Teroforma has the distinction of creating the first known commercial whiskey stones back in 2007. The stones were created out of milled soapstone and set the stage for dozens of imitators over the years. There’s little doubt that Anna and Andrew Hellman (founders of Teroforma) are both flattered (and perhaps somewhat irritated) that their idea was copied by so many others so quickly.

Best Soapstone Option: Teroforma

If you prefer traditional soapstone style whiskey stones, getting the first-to-market Teroforma stones is the way to go.

Teroforma whiskey stones held their own against the other non-steel whiskey stones we tested. While the Maker’s Mark disk did get slightly colder for a brief period, within about 15 minutes the Maker’s Mark disk was quickly losing its ability to chill, whereas the Teroforma stones were able to provide a consistent few degrees of chilling for about 40 minutes.

This, in conjunction with the fact that the Maker’s Mark disk doesn’t even fit into a Glencairn glass, makes the Teroforma Whiskey Stones the best soapstone whiskey stone we tested and worthy of an Honorable Mention.

From the moment we opened the packaging of the Teroforma whiskey stones, it was readily apparent that the Hellmans take great pride in their product. Unlike the other soapstones we tested, the Teroforma stones had a very consistent, clean appearance, with no residue or anything else that might negatively impact the taste of a whiskey they were placed into.

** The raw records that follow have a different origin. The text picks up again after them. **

pub mod api;
pub mod config;
pub mod logger;
pub mod upstream;
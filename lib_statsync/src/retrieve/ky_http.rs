//! # HTTP Retrieval Utilities
//!
//! An asynchronous API client wrapper around `reqwest` with exponential
//! backoff retries and standardized JSON response handling.

use reqwest::header::{HeaderMap, AUTHORIZATION};
use reqwest::{Method, Url};
use reqwest_middleware::{ClientBuilder, ClientWithMiddleware};
use reqwest_retry::{policies::ExponentialBackoff, RetryTransientMiddleware};
use serde::de::DeserializeOwned;

/// A standardized container for API responses.
#[derive(Debug)]
pub struct ApiResponse<T> {
    /// The successfully deserialized response body, if any.
    pub data: Option<T>,
    /// The raw error body returned by the server if the request failed.
    pub error_body: Option<String>,
    /// The numeric HTTP status code.
    pub status: u16,
    /// Indicates if the status code was in the 2xx range.
    pub success: bool,
}

/// A flexible asynchronous HTTP client.
///
/// Handles the base URL, bearer authentication and automatic retries.
pub struct ApiClient {
    inner: ClientWithMiddleware,
    base_url: Url,
    auth_token: Option<String>,
}

impl ApiClient {
    /// Creates a new `ApiClient` retrying transient failures `max_retries` times.
    ///
    /// # Errors
    /// Fails if `base_url` is not a valid absolute URL.
    pub fn new(base_url: &str, auth_token: Option<String>, max_retries: u32) -> anyhow::Result<Self> {
        let url = Url::parse(base_url)?;

        let retry_policy = ExponentialBackoff::builder().build_with_max_retries(max_retries);
        let client = ClientBuilder::new(reqwest::Client::new())
            .with(RetryTransientMiddleware::new_with_policy(retry_policy))
            .build();

        Ok(Self {
            inner: client,
            base_url: url,
            auth_token,
        })
    }

    /// The base URL relative paths are joined onto.
    pub fn base_url(&self) -> &Url {
        &self.base_url
    }

    /// Performs a body-less request and decodes a JSON response.
    ///
    /// # Errors
    /// Returns an error if URL joining, the network exchange or decoding of a
    /// successful body fails. Non-2xx statuses are not errors; inspect
    /// `ApiResponse::success`.
    pub async fn request<T>(&self, method: Method, path: &str, headers: Option<HeaderMap>) -> anyhow::Result<ApiResponse<T>>
    where
        T: DeserializeOwned,
    {
        // 1. Construct the full absolute URL
        let full_url = self.base_url.join(path)?;
        let mut req = self.inner.request(method, full_url);

        // 2. Add custom headers if provided
        if let Some(h) = headers {
            req = req.headers(h);
        }

        // 3. Inject bearer authentication if a token is present
        if let Some(token) = &self.auth_token {
            req = req.header(AUTHORIZATION, format!("Bearer {}", token));
        }

        // 4. Execute and branch on status
        let response: reqwest::Response = req.send().await?;
        let status = response.status();

        if status.is_success() {
            let data = response.json::<T>().await?;
            Ok(ApiResponse {
                data: Some(data),
                error_body: None,
                status: status.as_u16(),
                success: true,
            })
        } else {
            let error_text = response.text().await.ok();
            Ok(ApiResponse {
                data: None,
                error_body: error_text,
                status: status.as_u16(),
                success: false,
            })
        }
    }
}

#[cfg(test)]
mod tests {
    use super::*;

    #[test]
    fn test_rejects_relative_base_url() {
        assert!(ApiClient::new("rest/v1/", None, 3).is_err());
    }

    #[test]
    fn test_keeps_absolute_base_url() {
        let client = ApiClient::new("https://example.supabase.co/", Some("anon".into()), 3).unwrap();
        assert_eq!(client.base_url().join("rest/v1/demo_stats").unwrap().path(), "/rest/v1/demo_stats");
    }
}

This is likely due to the Teroforma whiskey stones being milled in the Teroforma workshop, thus allowing the company to produce a product of consistent quality.

Even though the Teroforma were the best-performing soapstone whiskey stones, they still failed to come close to matching any of the steel whiskey stones we tested, both in the amount of chilling, length of chilling and (for our top BOS pick) overall ergonomics.

Metrics from our testing of the Teroforma Whiskey Stones:

  • Lowest temperature: 59.5° (a decrease of 4.5°)
  • Time under 55°: Zero minutes
  • Time under 60°: 10 minutes

Other finalists we tested

While all of the finalists we tested were able to chill whiskey to some extent, most had at least one or two problems that could understandably lead consumers to have a negative opinion of them. In general, soapstones tend not to chill whiskey very much or for very long, while stainless steel stones/chillers can be heavy and clunky.

The Maker’s Mark disk was both clunky and ineffective at keeping its drink chilled. This was disappointing, as we had high hopes that the bourbon distillery would have produced a better product — they should probably stick to spirits.

The Great White stones performed almost as well as the Kollea stones. However, since they look and feel almost identical, anyone considering Great White would be better off with Kollea instead.

Both the Spirit Stones and the Sipping Stones had the least amount of chilling, and their drinks started gaining temperature after about 15 minutes. An argument for both of these products is that you could remove them from the drink entirely if you only want to chill it four or five degrees.

For anyone considering whiskey stones, we strongly recommend using one of our top three recommendations: Balls of Steel, Kollea chillers, or (for those who strongly prefer soapstone) the Teroforma Whiskey Stones.

Long-term testing notes

We first published this post back in February 2016. Ten months later, the Balls of Steel are still holding up well and are just as effective as the first day we plunked them into our glass of Glenfiddich. The Kollea stones still get occasional use when sharing whiskey with a friend, but Balls of Steel are always the first choice. The Teroforma stones have actually improved with time, becoming smoother and easier to manage

We’ve also done some more comparisons of whiskey with a cube of ice versus whiskey stones. It come down to personal preference, but it does seem like ice cubes simply melt too much water into a glass. We’ve found that what works best is to splash a few drops of water into the glass, then use the Balls of Steel to chill the glass a few degrees.

Why trust us?

I’ve been a whiskey drinker since the day I turned 21 and was ordered a Jack and Coke at the bar by one of my friends. In the years since then, I have expanded my palate quite a bit and have already tried more than 50 different whiskeys — some expensive, some not-so-expensive. While certainly not an old-and-gray whiskey veteran, I have tried more than enough whiskey to appreciate and understand the nuances of this amazing spirit.

In preparing for this article, I spent more than 40 hours reading through more than one hundred articles, blog posts, whiskey forums and Reddit threads. I wanted to learn everything I could about whiskey stones: what people thought of them, how often they were used, why some people seemed so adamantly opposed to them and whether or not the stones actually provided a benefit to whiskey imbibers.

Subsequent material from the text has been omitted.